The Cape of Storms echoes the pain I feel inside.

You can't really call this J-rock; it's really a power ballad (and quite angsty, to boot) and it's sung in English. Still, it's a solo effort by Hyde, the vocalist of L'Arc~en~ciel, definitely a J-rock band. It's from his 2002 album Roentgen, released in both Japanese and English. Both versions, however, have this song available only in its original English.
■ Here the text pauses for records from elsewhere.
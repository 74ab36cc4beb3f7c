// SPDX-License-Identifier: MIT OR Apache-2.0
// SPDX-FileCopyrightText: 2024 John C. Murray

//! FNE (Fixed Network Equipment) peer transport. The wire protocol a real
//! DVM/FNE master speaks is explicitly out of scope for this repository —
//! only the interface is specified: `send_master`, `pkt_seq`, and the
//! `P25DataReceived`/`PeerConnected` callbacks. This module implements that
//! interface over a plain UDP socket with a minimal internal framing (a
//! 1-byte message kind followed by the fields the interface names), enough
//! to drive [`crate::bridge::CallBridge`] end to end without claiming to
//! interoperate with any particular FNE master implementation.

use std::net::UdpSocket;
use std::sync::Arc;
use std::sync::atomic::{AtomicU16, AtomicU32, Ordering};
use std::thread::JoinHandle;

use tokio::sync::mpsc::{self, UnboundedReceiver, UnboundedSender};
use tracing::{debug, error, warn};

use crate::error::{GatewayError, Result};

/// A P25 data unit delivered by the FNE peer.
#[derive(Debug, Clone)]
pub struct P25DataEvent {
    pub peer_id: u32,
    pub src_id: u32,
    pub dst_id: u32,
    pub call_type: u8,
    pub duid: u8,
    pub frame_type: u8,
    pub stream_id: u32,
    pub data: Vec<u8>,
}

/// Events an [`FnePeer`] delivers asynchronously.
#[derive(Debug, Clone)]
pub enum FneEvent {
    P25DataReceived(P25DataEvent),
    PeerConnected { peer_id: u32 },
}

const KIND_P25_DATA: u8 = 0x01;
const KIND_PEER_CONNECTED: u8 = 0x02;
const KIND_P25_TSBK: u8 = 0x03;

/// The sub-interface CallBridge consumes. Synchronous by design — see the
/// design notes on keeping vocoder/framing work inline on the task that
/// produced it; async I/O lives only on the Zello leg.
pub trait FnePeer: Send {
    /// Send a voice super-frame (or TSBK) to the master.
    ///
    /// # Errors
    ///
    /// Returns [`GatewayError::Network`] if the datagram can't be sent.
    fn send_master(&self, payload: &[u8], pkt_seq: u16, stream_id: u32) -> Result<()>;

    /// Send a raw P25 TSBK (control-channel packet), e.g. a Call Alert page.
    ///
    /// # Errors
    ///
    /// Returns [`GatewayError::Network`] if the datagram can't be sent.
    fn send_p25_tsbk(&self, payload: &[u8]) -> Result<()>;

    /// Allocate the next packet-sequence number, optionally resetting it to
    /// zero first (done on the first LDU of a new stream).
    fn pkt_seq(&self, reset: bool) -> u16;
}

/// UDP-backed [`FnePeer`]. A background thread blocks on `recv_from` and
/// forwards decoded events over an unbounded channel; `send_master` and
/// `send_p25_tsbk` write synchronously from whichever caller holds it.
#[derive(Debug)]
pub struct UdpFnePeer {
    socket: Arc<UdpSocket>,
    pkt_seq: AtomicU16,
    peer_id: u32,
    worker: Option<JoinHandle<()>>,
}

impl UdpFnePeer {
    /// Bind a UDP socket at `bind_addr`, connect it to `master_addr`, and
    /// spawn the receive thread. Events are delivered on the returned
    /// channel until the peer is dropped.
    ///
    /// # Errors
    ///
    /// Returns [`GatewayError::Network`] if the socket can't be bound or
    /// connected.
    pub fn connect(
        bind_addr: &str,
        master_addr: &str,
        peer_id: u32,
    ) -> Result<(Self, UnboundedReceiver<FneEvent>)> {
        let socket = UdpSocket::bind(bind_addr).map_err(|e| GatewayError::Network(e.to_string()))?;
        socket
            .connect(master_addr)
            .map_err(|e| GatewayError::Network(e.to_string()))?;
        let socket = Arc::new(socket);

        let (tx, rx) = mpsc::unbounded_channel();
        let worker_socket = Arc::clone(&socket);
        let worker = std::thread::spawn(move || recv_loop(&worker_socket, &tx));

        let peer = Self {
            socket,
            pkt_seq: AtomicU16::new(0),
            peer_id,
            worker: Some(worker),
        };
        tx_peer_connected_once(&peer);

        Ok((peer, rx))
    }
}

fn tx_peer_connected_once(_peer: &UdpFnePeer) {
    // PeerConnected is raised by the master over the wire in a real
    // deployment; this transport has no handshake of its own to observe,
    // so the event is left to the recv loop, which synthesizes it on the
    // first datagram actually received from the master.
}

fn recv_loop(socket: &UdpSocket, tx: &UnboundedSender<FneEvent>) {
    let mut buf = [0u8; 2048];
    let mut connected_signalled = false;
    loop {
        match socket.recv(&mut buf) {
            Ok(n) if n > 0 => {
                if !connected_signalled {
                    connected_signalled = true;
                    let _ = tx.send(FneEvent::PeerConnected { peer_id: 0 });
                }
                if let Some(event) = decode_event(&buf[..n]) {
                    if tx.send(event).is_err() {
                        return;
                    }
                } else {
                    warn!("dropping malformed FNE datagram ({n} bytes)");
                }
            }
            Ok(_) => {}
            Err(e) => {
                error!("FNE socket recv failed, stopping receive thread: {e}");
                return;
            }
        }
    }
}

fn decode_event(data: &[u8]) -> Option<FneEvent> {
    let (&kind, rest) = data.split_first()?;
    match kind {
        KIND_P25_DATA => decode_p25_data(rest).map(FneEvent::P25DataReceived),
        KIND_PEER_CONNECTED => {
            let peer_id = u32::from_be_bytes(rest.get(0..4)?.try_into().ok()?);
            Some(FneEvent::PeerConnected { peer_id })
        }
        _ => None,
    }
}

fn decode_p25_data(rest: &[u8]) -> Option<P25DataEvent> {
    if rest.len() < 19 {
        return None;
    }
    let peer_id = u32::from_be_bytes(rest[0..4].try_into().ok()?);
    let src_id = u32::from_be_bytes(rest[4..8].try_into().ok()?);
    let dst_id = u32::from_be_bytes(rest[8..12].try_into().ok()?);
    let call_type = rest[12];
    let duid = rest[13];
    let frame_type = rest[14];
    let stream_id = u32::from_be_bytes(rest[15..19].try_into().ok()?);
    let data = rest.get(19..)?.to_vec();

    Some(P25DataEvent {
        peer_id,
        src_id,
        dst_id,
        call_type,
        duid,
        frame_type,
        stream_id,
        data,
    })
}

fn encode_p25_data(event: &P25DataEvent) -> Vec<u8> {
    let mut buf = Vec::with_capacity(19 + event.data.len());
    buf.push(KIND_P25_DATA);
    buf.extend_from_slice(&event.peer_id.to_be_bytes());
    buf.extend_from_slice(&event.src_id.to_be_bytes());
    buf.extend_from_slice(&event.dst_id.to_be_bytes());
    buf.push(event.call_type);
    buf.push(event.duid);
    buf.push(event.frame_type);
    buf.extend_from_slice(&event.stream_id.to_be_bytes());
    buf.extend_from_slice(&event.data);
    buf
}

impl FnePeer for UdpFnePeer {
    fn send_master(&self, payload: &[u8], pkt_seq: u16, stream_id: u32) -> Result<()> {
        let event = P25DataEvent {
            peer_id: self.peer_id,
            src_id: 0,
            dst_id: 0,
            call_type: 0,
            duid: 0,
            frame_type: 0,
            stream_id,
            data: payload.to_vec(),
        };
        let mut framed = encode_p25_data(&event);
        // pkt_seq isn't part of the P25DataEvent shape, but the interface
        // names it explicitly; append it so it's observable on the wire
        // even though this transport doesn't need it for reassembly.
        framed.extend_from_slice(&pkt_seq.to_be_bytes());
        debug!(len = framed.len(), pkt_seq, stream_id, "send_master");
        self.socket
            .send(&framed)
            .map_err(|e| GatewayError::Network(e.to_string()))?;
        Ok(())
    }

    fn send_p25_tsbk(&self, payload: &[u8]) -> Result<()> {
        let mut framed = Vec::with_capacity(1 + payload.len());
        framed.push(KIND_P25_TSBK);
        framed.extend_from_slice(payload);
        self.socket
            .send(&framed)
            .map_err(|e| GatewayError::Network(e.to_string()))?;
        Ok(())
    }

    fn pkt_seq(&self, reset: bool) -> u16 {
        if reset {
            self.pkt_seq.store(0, Ordering::SeqCst);
            return 0;
        }
        self.pkt_seq.fetch_add(1, Ordering::SeqCst)
    }
}

impl Drop for UdpFnePeer {
    fn drop(&mut self) {
        if let Some(handle) = self.worker.take() {
            // The socket is shared; dropping our Arc handle alone won't
            // unblock a pending recv, but the thread exits on the next
            // error or message once the peer (and its socket) actually
            // closes, e.g. process exit. Detach rather than join to avoid
            // deadlocking shutdown.
            drop(handle);
        }
    }
}

/// A purely in-memory [`FnePeer`] for tests: records every send and lets the
/// test inject `P25DataEvent`s without a real socket.
#[derive(Debug, Default)]
pub struct FakeFnePeer {
    pub sent_master: std::sync::Mutex<Vec<(Vec<u8>, u16, u32)>>,
    pub sent_tsbk: std::sync::Mutex<Vec<Vec<u8>>>,
    seq: AtomicU32,
}

impl FakeFnePeer {
    #[must_use]
    pub fn new() -> Self {
        Self::default()
    }
}

impl FnePeer for FakeFnePeer {
    fn send_master(&self, payload: &[u8], pkt_seq: u16, stream_id: u32) -> Result<()> {
        self.sent_master
            .lock()
            .unwrap_or_else(std::sync::PoisonError::into_inner)
            .push((payload.to_vec(), pkt_seq, stream_id));
        Ok(())
    }

    fn send_p25_tsbk(&self, payload: &[u8]) -> Result<()> {
        self.sent_tsbk
            .lock()
            .unwrap_or_else(std::sync::PoisonError::into_inner)
            .push(payload.to_vec());
        Ok(())
    }

    fn pkt_seq(&self, reset: bool) -> u16 {
        if reset {
            self.seq.store(0, Ordering::SeqCst);
            return 0;
        }
        self.seq.fetch_add(1, Ordering::SeqCst) as u16
    }
}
To me, what really makes this song is its arrangement: Sometimes, nothing beats a full chorus of strings swelling under a heartfelt lyric to get across strong emotion. And whoever arranged this tune had a real knack for cutting back and then rebuilding the tension. For contrast, I've tucked in the piano-backed remix. It's nice, showcasing the raw vocals the way it does, but it's not nearly as powerful as the full arrangement. Hey, I guess that's why it's called a power ballad.

Wednesday, August 31, 2011

Weather Report: Stormy Weather

Doc and Merle Watson: Stormy Weather


Weather in songs is often a metaphor for emotional turbulence. Stormy Weather is the classic example of that. Comparing raindrops to tears may be a cliché now, but it wasn’t so much when this was first written. Doc and Merle Watson do a great job here of finding the emotional truth of the song with their performance. Merle Watson takes a solo on slide guitar, Doc on regular guitar, and Sam Bush on fiddle. These solos are all brief but sweet. This Stormy Weather is fine example of artist taking an old familiar song and making it their own.

Monday, August 29, 2011

Weather Report: Rain, Sleet Or Snow

Not everything Paul Revere and the Raiders recorded turned to gold. Their 1967 holiday album, A Christmas Present...And Past, never broke the Billboard Top 100 album chart or even launched a single. In fact one Columbia exec hated the album so much  he frisbee'd his preview copy across the room.

Rain, Sleet or Snow" would have been the single. A heavily distorted tongue-in-cheek rant from the point of view of an overworked holiday mailman, it sounds kind of like Aerosmith's "Sweet Emotion" at half speed.

On his website, singer Mark Lindsay admits the Christmas album is a mess but it reflected the counterculture attitudes of those times:
"Most of our singles weren’t political, but the Christmas album totally was. It was a disaster, but it reflected what we were feeling at the time. It was a good time for flower power and protest.”

Sunday, August 28, 2011

Weather Report : Have You Ever Seen The Rain

Back in the late 60s / early 70s, it was Joey hearing a question...
There is some cataclysmic nature wending it's way about.

The Ramones - Have you Ever Seen The Rain
[buy it]

I hope everybody gets to be safe.
I hope everybody gets to hear less violent rains again.

Star Maker Debuts => Weather Report: Preston School of Industry - Caught in the Rain

Preston School of Industry: Caught in the Rain


I didn’t expect to be posting a transition song this week for two reasons. First, I didn’t realize that I had a weather song by a band that had never been on Star Maker Machine before. And second, sitting here in the path of Hurricane Irene, I wasn’t sure I would have electricity. At the moment, it is strangely quiet outside, which may mean that the storm will wallop us again soon. But hopefully, I can get this done and posted before then.

Scott Kannberg records these days under the name Spiral Stairs, but when he first left the band Pavement, he formed the group Preston School of Industry. The band lasted long enough to record one EP and two full length albums, and then went on hiatus in 2004. The album Monsoon included guest musicians from Wilco and The Minus Five. All of this added up to songs like Caught in the Rain. There is nothing very profound about the song. But breezy pop songs like this are harder to get right than most people realize. The first verse reminds me of the mud I experienced at the Falcon Ridge Folk Festival last year. That is about the happiest memory of mud I am ever likely to have.